There is a playing test to pass before you begin, and to become a fully-fledged PGA Professional, there is a standard you must maintain for the three years of your study.

So it should come as little surprise that the vast majority of PGA Associates have aspirations to play the largest tours in world golf when they begin.

It wasn’t so long ago that those with professional aspirations could not play tournament golf until first completing their time in the pro shop, but the modern tendency is for elite amateurs to jump head-first into the cut-throat world of qualifying schools and tournament invitations.

But there is an option in between, and it provides a pathway to the best tournaments in the world without the anxiousness of having nothing else to fall back on.

Hailing from Geelong, Deyen Lawson understood early in the second year of his time under Steve Brody at Curlewis Golf Club that if he wanted to be an elite tour player he had to start practising like one.

The results were almost instant.

He won the New South Wales, Queensland and Victorian trainee championships and in 2015 won a total of 10 times, including the Rich River Trainee Classic and CPM Southern PGA Trainee Championship.

The following year he notched three top-10 finishes in the ISPS HANDA PGA Tour of Australasia events, played the China Tour in 2018 and by 2019 had a full card on the European Tour.

“I knew that by the end of the traineeship I’d know what I wanted to do,” reflects Lawson, who is currently ranked 551st in the Official World Golf Rankings and playing predominantly on the European Challenge Tour.

“You get an idea over the three years whether you want to play or coach or manage. It really shows you what you want your life and career to look like.

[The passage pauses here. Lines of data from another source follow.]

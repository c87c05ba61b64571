//! Integration test suite for LPM
//!
//! Drives the `lpm` binary end to end against a mock release server inside a
//! temporary home directory.
//!
//! ```bash
//! cargo test --test integration
//! ```
//!
//! - **cli**: help, version and argument errors
//! - **lifecycle**: install, update and uninstall
//! - **version**: the `version` command in every installed state
//! - **scripts**: script wrapper listing and installation
//! - **errors**: exit codes and messages of failing commands

#[path = "../common/mod.rs"]
mod common;

mod cli;
#[cfg(unix)]
mod errors;
#[cfg(unix)]
mod lifecycle;
#[cfg(unix)]
mod scripts;
#[cfg(unix)]
mod version;
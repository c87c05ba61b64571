//! List and install script wrappers.

use super::Session;
use crate::scripts::ScriptInstaller;
use anyhow::Result;
use clap::Subcommand;
use colored::Colorize;

/// Script wrapper commands.
#[derive(Subcommand, Debug)]
pub enum ScriptsCommand {
    /// List the available scripts
    List,

    /// Install a script into the bin directory
    Install {
        /// Script name
        name: String,

        /// Download the script instead of writing a wrapper that runs it remotely
        #[arg(long)]
        download: bool,
    },
}

impl ScriptsCommand {
    pub(crate) async fn execute(self, session: &Session) -> Result<()> {
        let installer = ScriptInstaller::from_config(&session.config)?;
        match self {
            Self::List => {
                println!("{}", "Available scripts:".bold());
                for (name, file) in installer.catalog().entries() {
                    println!("  {} ({})", name.cyan(), file);
                }
            }
            Self::Install {
                name,
                download,
            } => {
                let installed = installer.install(&name, download).await?;
                let kind = if installed.downloaded { "script" } else { "wrapper" };
                println!(
                    "{}",
                    format!("Installed {} {} to {}", installed.name, kind, installed.path.display())
                        .green()
                );
                println!("Run it with: {}", installed.name);
            }
        }
        Ok(())
    }
}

“Midway through the second year of my traineeship something clicked in my practice and realising that after the three years I wanted to be ready to go and play.

“I had an opportunity in my second and third year to get into a financial position where I could play for a couple of years without worrying about money as such. Give it a real crack and if worked out, good, and if it didn’t I’d go down the coaching route.

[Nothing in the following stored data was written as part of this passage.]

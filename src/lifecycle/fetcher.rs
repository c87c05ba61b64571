//! Streaming downloads with progress reporting
//!
//! The body is written to the destination chunk by chunk; the payload is never
//! held in memory as a whole. A partially written file is left where it is; the
//! caller downloads into a staging [`TempDir`](crate::utils::fs::TempDir) whose
//! drop removes it.

use crate::core::LpmError;
use crate::lifecycle::http;
use crate::utils::progress::ProgressBar;
use anyhow::Result;
use reqwest::Client;
use std::path::Path;
use tokio::io::AsyncWriteExt;

/// Downloads URLs to local files.
#[derive(Debug, Clone)]
pub struct ArchiveFetcher {
    client: Client,
    label: String,
}

impl ArchiveFetcher {
    /// Creates a fetcher using `client`.
    #[must_use]
    pub fn new(client: Client) -> Self {
        Self {
            client,
            label: "Downloading".to_string(),
        }
    }

    /// Sets the message shown next to the progress indicator.
    #[must_use]
    pub fn with_label(mut self, label: impl Into<String>) -> Self {
        self.label = label.into();
        self
    }

    /// Streams `url` into `destination`, returning the number of bytes written.
    ///
    /// Shows a byte progress bar when the server sends a content length and a
    /// spinner otherwise.
    ///
    /// # Errors
    ///
    /// - [`LpmError::NetworkError`] on transport errors or a non-success status
    /// - [`LpmError::FileSystemError`] when the destination cannot be written
    pub async fn fetch(&self, url: &str, destination: &Path) -> Result<u64> {
        self.fetch_with(url, destination, ProgressBar::for_transfer).await
    }

    /// [`fetch`](Self::fetch) with the progress bar built by `make_progress`
    /// from the response's content length. The bar is cleared on every path.
    async fn fetch_with(
        &self,
        url: &str,
        destination: &Path,
        make_progress: impl FnOnce(Option<u64>) -> ProgressBar,
    ) -> Result<u64> {
        let response = http::get(&self.client, url).await?;

        let progress = make_progress(response.content_length());
        progress.set_message(self.label.clone());
        let result = stream_to_file(response, url, destination, &progress).await;
        progress.finish_and_clear();
        let written = result?;

        tracing::debug!(
            target: "lifecycle",
            "Downloaded {} bytes from {} to {}",
            written,
            url,
            destination.display()
        );
        Ok(written)
    }
}

async fn stream_to_file(
    mut response: reqwest::Response,
    url: &str,
    destination: &Path,
    progress: &ProgressBar,
) -> Result<u64> {
    let mut file =
        tokio::fs::File::create(destination).await.map_err(|e| write_error(destination, &e))?;

    let mut written: u64 = 0;
    while let Some(chunk) = response.chunk().await.map_err(|e| http::network_error(url, &e))? {
        file.write_all(&chunk).await.map_err(|e| write_error(destination, &e))?;
        written += chunk.len() as u64;
        progress.inc(chunk.len() as u64);
    }

    file.flush().await.map_err(|e| write_error(destination, &e))?;
    file.sync_all().await.map_err(|e| write_error(destination, &e))?;
    Ok(written)
}

fn write_error(path: &Path, error: &std::io::Error) -> LpmError {
    LpmError::FileSystemError {
        operation: "download".to_string(),
        path: path.display().to_string(),
        reason: error.to_string(),
    }
}

#[cfg(test)]
mod tests {
    use super::*;
    use crate::config::NetworkConfig;
    use httpmock::prelude::*;

    fn fetcher() -> ArchiveFetcher {
        ArchiveFetcher::new(http::build_client(&NetworkConfig::default()).unwrap())
            .with_label("Downloading test payload")
    }

    #[tokio::test]
    async fn test_fetch_streams_body_to_file() {
        let payload: Vec<u8> = (0..200_000u32).map(|i| (i % 251) as u8).collect();
        let server = MockServer::start_async().await;
        server
            .mock_async(|when, then| {
                when.method(GET).path("/archive.tar.gz");
                then.status(200).body(payload.clone());
            })
            .await;

        let temp = tempfile::tempdir().unwrap();
        let destination = temp.path().join("archive.tar.gz");

        let written = fetcher().fetch(&server.url("/archive.tar.gz"), &destination).await.unwrap();

        assert_eq!(written, payload.len() as u64);
        assert_eq!(std::fs::read(&destination).unwrap(), payload);
    }

    #[tokio::test]
    async fn test_fetch_not_found_is_network_error() {
        let server = MockServer::start_async().await;
        server
            .mock_async(|when, then| {
                when.method(GET).path("/missing");
                then.status(404);
            })
            .await;

        let temp = tempfile::tempdir().unwrap();
        let destination = temp.path().join("archive.tar.gz");

        let err = fetcher().fetch(&server.url("/missing"), &destination).await.unwrap_err();
        assert!(matches!(err.downcast_ref::<LpmError>(), Some(LpmError::NetworkError { .. })));
        assert!(!destination.exists());
    }

    #[tokio::test]
    async fn test_fetch_into_missing_directory_is_filesystem_error() {
        let server = MockServer::start_async().await;
        server
            .mock_async(|when, then| {
                when.method(GET).path("/file");
                then.status(200).body("data");
            })
            .await;

        let temp = tempfile::tempdir().unwrap();
        let destination = temp.path().join("no-such-dir").join("file");

        let err = fetcher().fetch(&server.url("/file"), &destination).await.unwrap_err();
        assert!(matches!(err.downcast_ref::<LpmError>(), Some(LpmError::FileSystemError { .. })));
    }

    #[tokio::test]
    async fn test_failed_write_clears_progress() {
        let server = MockServer::start_async().await;
        server
            .mock_async(|when, then| {
                when.method(GET).path("/file");
                then.status(200).body("data");
            })
            .await;

        let temp = tempfile::tempdir().unwrap();
        let destination = temp.path().join("no-such-dir").join("file");

        let shown = std::sync::Mutex::new(None);
        let result = fetcher()
            .fetch_with(&server.url("/file"), &destination, |len| {
                let bar = ProgressBar::for_transfer(len);
                *shown.lock().unwrap() = Some(bar.clone());
                bar
            })
            .await;

        assert!(result.is_err());
        let bar = shown.lock().unwrap().take().expect("progress bar was created");
        assert!(bar.is_finished());
    }
}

“My brother was doing his traineeship at the time as well and he said at the end of the Vic Trainee champs in 2015 that it was the first one that I’d won because I worked harder than everybody else, not because I was more talented than most of the guys that were there.”

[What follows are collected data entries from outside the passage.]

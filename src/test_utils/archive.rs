//! In-memory `.tar.gz` construction for tests

use anyhow::{Context, Result};
use flate2::Compression;
use flate2::write::GzEncoder;
use std::path::Path;

#[derive(Debug, Clone)]
enum Entry {
    File {
        path: String,
        contents: Vec<u8>,
        mode: u32,
    },
    Dir {
        path: String,
    },
    Symlink {
        path: String,
        target: String,
    },
}

/// Builder for gzip-compressed tar archives.
///
/// Entries are written in the order they are added. Parent directories are
/// not added implicitly; `tar` creates them on extraction.
#[derive(Debug, Clone, Default)]
pub struct ArchiveBuilder {
    entries: Vec<Entry>,
}

impl ArchiveBuilder {
    /// Empty archive.
    #[must_use]
    pub fn new() -> Self {
        Self::default()
    }

    /// Regular file with mode `0o644`.
    #[must_use]
    pub fn file(self, path: &str, contents: &str) -> Self {
        self.file_with_mode(path, contents.as_bytes(), 0o644)
    }

    /// Regular file with mode `0o755`.
    #[must_use]
    pub fn executable(self, path: &str, contents: &str) -> Self {
        self.file_with_mode(path, contents.as_bytes(), 0o755)
    }

    /// Regular file with an explicit mode.
    #[must_use]
    pub fn file_with_mode(mut self, path: &str, contents: &[u8], mode: u32) -> Self {
        self.entries.push(Entry::File {
            path: path.to_string(),
            contents: contents.to_vec(),
            mode,
        });
        self
    }

    /// Empty directory.
    #[must_use]
    pub fn dir(mut self, path: &str) -> Self {
        self.entries.push(Entry::Dir {
            path: path.to_string(),
        });
        self
    }

    /// Symbolic link pointing at `target`.
    #[must_use]
    pub fn symlink(mut self, path: &str, target: &str) -> Self {
        self.entries.push(Entry::Symlink {
            path: path.to_string(),
            target: target.to_string(),
        });
        self
    }

    /// Archive bytes.
    pub fn build(&self) -> Result<Vec<u8>> {
        let encoder = GzEncoder::new(Vec::new(), Compression::default());
        let mut builder = tar::Builder::new(encoder);

        for entry in &self.entries {
            let mut header = tar::Header::new_gnu();
            header.set_mtime(1_700_000_000);
            match entry {
                Entry::File {
                    path,
                    contents,
                    mode,
                } => {
                    header.set_entry_type(tar::EntryType::Regular);
                    header.set_size(contents.len() as u64);
                    header.set_mode(*mode);
                    builder
                        .append_data(&mut header, path, contents.as_slice())
                        .with_context(|| format!("Failed to add {path} to archive"))?;
                }
                Entry::Dir {
                    path,
                } => {
                    header.set_entry_type(tar::EntryType::Directory);
                    header.set_size(0);
                    header.set_mode(0o755);
                    builder
                        .append_data(&mut header, path, std::io::empty())
                        .with_context(|| format!("Failed to add {path} to archive"))?;
                }
                Entry::Symlink {
                    path,
                    target,
                } => {
                    header.set_entry_type(tar::EntryType::Symlink);
                    header.set_size(0);
                    header.set_mode(0o777);
                    builder
                        .append_link(&mut header, path, target)
                        .with_context(|| format!("Failed to add {path} to archive"))?;
                }
            }
        }

        let encoder = builder.into_inner().context("Failed to finish tar stream")?;
        encoder.finish().context("Failed to finish gzip stream")
    }

    /// Writes the archive to `path`.
    pub fn write_to(&self, path: &Path) -> Result<()> {
        let bytes = self.build()?;
        std::fs::write(path, bytes)
            .with_context(|| format!("Failed to write archive to {}", path.display()))
    }
}

/// `product.json` contents as shipped in windsurf releases.
#[must_use]
pub fn product_json(version: &str) -> String {
    serde_json::json!({
        "nameShort": "Windsurf",
        "windsurfVersion": version,
        "codeiumVersion": format!("{version}-codeium"),
        "version": "1.94.0",
    })
    .to_string()
}

/// A windsurf-shaped release: a `Windsurf/` wrapper directory holding an
/// executable, `product.json`, a library directory and a relative symlink.
#[must_use]
pub fn windsurf_archive(version: &str) -> ArchiveBuilder {
    ArchiveBuilder::new()
        .dir("Windsurf")
        .executable("Windsurf/windsurf", &format!("#!/bin/sh\necho windsurf {version}\n"))
        .file("Windsurf/resources/app/product.json", &product_json(version))
        .file("Windsurf/resources/app/resources/linux/code.png", "PNG")
        .file(&format!("Windsurf/lib/release-{version}.txt"), version)
        .symlink("Windsurf/bin/windsurf", "../windsurf")
}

When the onset of the COVID-19 pandemic forced the cancellation of much of the 2020 European Tour season, Lawson returned home to Australia and began coaching under Todd Sleep at The Glades Golf Club on the Gold Coast.

Coaching remains an active interest that he is likely to explore further when he has finished playing and may have inadvertently cost him a breakthrough PGA Tour of Australasia win earlier this year.

“My coach Darrell Brown has said not to help anyone because I know too much and then it will screw you over,” Lawson admits.

“I helped Andrew Evans a few weeks before he won the Queensland Open. He only took $10,000 out of my pocket, but that’s OK.

“He’d missed six cuts in a row and I was on the putting green by myself at about 5 or 6 at night and he was just watching me.

“We spoke about how terrible he’d been going and he asked me to take a look at his putting.

“You see a guy on a putting green grinding and he was down and out with his golf. It was as though he was about to break down, and we’ve all been there.

“It was just a mindset with his putting and his routine and one thing with his grip and set-up. It was keeping it simple and then a few drills.

“It was slightly a technique thing that then turns into a mental thing which is normally something that can creep in for a good player.

“He went out a couple of weeks later and won… and I came second.